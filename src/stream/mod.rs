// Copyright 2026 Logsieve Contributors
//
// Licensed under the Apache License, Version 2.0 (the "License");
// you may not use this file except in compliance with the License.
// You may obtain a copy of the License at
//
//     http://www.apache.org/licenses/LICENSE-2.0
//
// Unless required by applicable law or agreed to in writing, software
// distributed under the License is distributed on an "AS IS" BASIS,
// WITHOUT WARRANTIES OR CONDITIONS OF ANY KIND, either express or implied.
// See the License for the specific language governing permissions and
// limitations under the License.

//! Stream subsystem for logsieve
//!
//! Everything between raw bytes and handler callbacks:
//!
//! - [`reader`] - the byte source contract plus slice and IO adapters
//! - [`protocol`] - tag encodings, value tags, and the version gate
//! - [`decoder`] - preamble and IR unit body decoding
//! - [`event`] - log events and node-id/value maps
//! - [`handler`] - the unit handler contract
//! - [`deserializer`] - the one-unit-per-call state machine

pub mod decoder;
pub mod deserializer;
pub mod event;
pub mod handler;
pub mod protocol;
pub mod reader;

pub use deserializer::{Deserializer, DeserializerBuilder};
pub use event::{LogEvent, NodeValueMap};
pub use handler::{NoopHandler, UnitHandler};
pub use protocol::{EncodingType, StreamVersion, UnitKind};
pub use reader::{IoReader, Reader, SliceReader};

________________

[THE TASK] Each line from the one that holds "with the License." to the end of the records above should be transcribed exactly, both ends included.

[WRITTEN ANSWER]
// you may not use this file except in compliance with the License.
// You may obtain a copy of the License at
//
//     http://www.apache.org/licenses/LICENSE-2.0
//
// Unless required by applicable law or agreed to in writing, software
// distributed under the License is distributed on an "AS IS" BASIS,
// WITHOUT WARRANTIES OR CONDITIONS OF ANY KIND, either express or implied.
// See the License for the specific language governing permissions and
// limitations under the License.

//! Stream subsystem for logsieve
//!
//! Everything between raw bytes and handler callbacks:
//!
//! - [`reader`] - the byte source contract plus slice and IO adapters
//! - [`protocol`] - tag encodings, value tags, and the version gate
//! - [`decoder`] - preamble and IR unit body decoding
//! - [`event`] - log events and node-id/value maps
//! - [`handler`] - the unit handler contract
//! - [`deserializer`] - the one-unit-per-call state machine

pub mod decoder;
pub mod deserializer;
pub mod event;
pub mod handler;
pub mod protocol;
pub mod reader;

pub use deserializer::{Deserializer, DeserializerBuilder};
pub use event::{LogEvent, NodeValueMap};
pub use handler::{NoopHandler, UnitHandler};
pub use protocol::{EncodingType, StreamVersion, UnitKind};
pub use reader::{IoReader, Reader, SliceReader};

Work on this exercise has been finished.